LA TEOCRACIA POSIBLE
LA TEOCRACIA POSIBLE
Si ni el antiguo Israel ni Jesús validaron el modelo teocrático de gobierno, ¿es posible? ¡Si es! Es cuando el individuo decide que su vida será guiada por los valores del Reino de Dios. Es una teocracia personal, donde Dios gobierna la vida individual.
Esta decisión de vivir la teocracia, sin embargo, no puede ser individualista, del sujeto aislado. Debe tomarse y vivir en comunión con otros que deciden lo mismo. Es autocracia vivida en la dimensión del cuerpo de Cristo, en comunión con los demás.
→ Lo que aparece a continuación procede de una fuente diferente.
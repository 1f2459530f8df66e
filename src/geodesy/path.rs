use crate::error::{Error, Result};
use crate::types::{Coordinate, GreatCirclePath};
use crate::utils::angle::ANGLE_EPSILON;
use crate::utils::vector::Vec3;
use std::f64::consts::PI;
use tracing::debug;

/// Sample `n` points along the shortest great-circle arc from `from` to `to`
///
/// Points are spaced uniformly by angle using spherical linear interpolation
/// (slerp). The first point is `from` and the last is `to`, both returned
/// exactly as passed in; interior points have longitudes in `[-180, 180]`.
///
/// If `from` and `to` coincide the path consists of `n` copies of that point,
/// except that the last sample is still `to` as passed in. The two differ
/// only in how the same place is written, e.g. `(0, 180)` and `(0, -180)`.
///
/// # Errors
///
/// - [`Error::InvalidCoordinate`] if either input is out of range
/// - [`Error::InvalidPointCount`] if `n < 2`
/// - [`Error::DegenerateGreatCircle`] if the points are antipodal, since no
///   single great circle connects them
pub fn interpolate(from: Coordinate, to: Coordinate, n: usize) -> Result<GreatCirclePath> {
    from.validate()?;
    to.validate()?;

    if n < 2 {
        return Err(Error::InvalidPointCount(n));
    }

    let start = Vec3::from_coordinate(from);
    let end = Vec3::from_coordinate(to);
    let sigma = arc_angle(from, to, start, end)?;
    let last = n - 1;

    if sigma <= ANGLE_EPSILON {
        debug!(%from, %to, n, "Coincident endpoints, repeating the shared point");
        let mut points = vec![from; n];
        points[last] = to;
        return Ok(GreatCirclePath::from_points(points));
    }

    let sin_sigma = sigma.sin();

    let points = (0..n)
        .map(|i| {
            if i == 0 {
                return from;
            }
            if i == last {
                return to;
            }

            let f = i as f64 / last as f64;
            let a = ((1.0 - f) * sigma).sin() / sin_sigma;
            let b = (f * sigma).sin() / sin_sigma;
            (start * a + end * b).to_coordinate()
        })
        .collect();

    Ok(GreatCirclePath::from_points(points))
}

/// Alias of [`interpolate`] matching the other `compute_*` entry points
pub fn compute_great_circle_path(
    from: Coordinate,
    to: Coordinate,
    n: usize,
) -> Result<GreatCirclePath> {
    interpolate(from, to, n)
}

/// Point halfway along the great-circle arc between `from` and `to`
///
/// Returns `from` when the points coincide.
///
/// # Errors
///
/// [`Error::InvalidCoordinate`] for out-of-range input and
/// [`Error::DegenerateGreatCircle`] for antipodal points.
pub fn midpoint(from: Coordinate, to: Coordinate) -> Result<Coordinate> {
    from.validate()?;
    to.validate()?;

    let start = Vec3::from_coordinate(from);
    let end = Vec3::from_coordinate(to);
    if arc_angle(from, to, start, end)? <= ANGLE_EPSILON {
        return Ok(from);
    }

    // Equal slerp weights, so the unnormalized sum points the right way
    Ok((start + end).to_coordinate())
}

/// Central angle between two valid coordinates, rejecting antipodal pairs
///
/// `start` and `end` are the unit vectors of `from` and `to`.
fn arc_angle(from: Coordinate, to: Coordinate, start: Vec3, end: Vec3) -> Result<f64> {
    let sigma = start.angle_to(end);

    if PI - sigma <= ANGLE_EPSILON {
        return Err(Error::DegenerateGreatCircle { from, to });
    }

    Ok(sigma)
}
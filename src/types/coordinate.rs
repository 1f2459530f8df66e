use crate::error::{Error, Result};
use std::fmt;

/// A geographic position in degrees
///
/// `Coordinate` is a plain value: constructing one with [`Coordinate::new`]
/// does not check the bounds, so values coming from user input or from a
/// deserializer can be represented as-is. Every geodesy operation validates
/// its inputs before computing.
#[derive(Debug, Clone, Copy, PartialEq)]
#[cfg_attr(feature = "serde", derive(serde::Serialize, serde::Deserialize))]
pub struct Coordinate {
    /// Latitude in degrees, positive north
    pub lat: f64,
    /// Longitude in degrees, positive east
    pub lon: f64,
}

impl Coordinate {
    pub const fn new(lat: f64, lon: f64) -> Self {
        Self { lat, lon }
    }

    /// Create a coordinate, failing with [`Error::InvalidCoordinate`] if it is
    /// out of range
    pub fn try_new(lat: f64, lon: f64) -> Result<Self> {
        let coordinate = Self::new(lat, lon);
        coordinate.validate()?;
        Ok(coordinate)
    }

    /// Check that latitude is within [-90, 90] and longitude within [-180, 180]
    ///
    /// NaN is never in range.
    pub fn is_valid(&self) -> bool {
        (-90.0..=90.0).contains(&self.lat) && (-180.0..=180.0).contains(&self.lon)
    }

    /// Like [`Coordinate::is_valid`], but returns the typed error
    pub fn validate(&self) -> Result<()> {
        if self.is_valid() {
            Ok(())
        } else {
            Err(Error::InvalidCoordinate {
                lat: self.lat,
                lon: self.lon,
            })
        }
    }

    /// Latitude and longitude in radians
    pub(crate) fn to_radians(self) -> (f64, f64) {
        (self.lat.to_radians(), self.lon.to_radians())
    }
}

impl From<(f64, f64)> for Coordinate {
    /// Build from a `(lat, lon)` tuple
    fn from((lat, lon): (f64, f64)) -> Self {
        Self::new(lat, lon)
    }
}

impl fmt::Display for Coordinate {
    fn fmt(&self, f: &mut fmt::Formatter<'_>) -> fmt::Result {
        write!(f, "({}, {})", self.lat, self.lon)
    }
}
El hecho de querer vivir la teocracia en vida no da derecho a nadie a imponer su decisión a otras personas. Las convicciones pueden y deben ser compartidas, no para promover discordias y divisiones, sino para que, en el intercambio de entendimientos, puedan enriquecer a los demás. En esta dimensión no se utiliza la expresión “estás equivocado”, sino “yo pienso diferente”.
Las teocracias individuales y comunitarias (cuando un grupo decide vivir de acuerdo con los valores del Reino) pueden y deben existir, en los parámetros del respeto a la libertad de opinión y decisión, en el ejercicio del derecho de expresión y asociación, en respeto a las diferencias, creyendo cada uno que su visión e interpretación son parciales y nunca absolutas. Las teocracias individuales y comunitarias solamente existen cuando no hay imposición de credos o confesiones, interpretaciones y legalismos. La verdad no es algo defendido con uñas y dientes, sino un proceso comunitario en un camino que no tiene fin, porque la verdad está en el siguiente paso. La certeza de que no se tiene la verdad, sino que se la busca con sinceridad, es fundamental en la vida de comunión.
La existencia de imposiciones dogmáticas, teológicas, doctrinales y legalismos evidencian que el modelo aplicado no es una teocracia, sino una dictadura religiosa cristiana.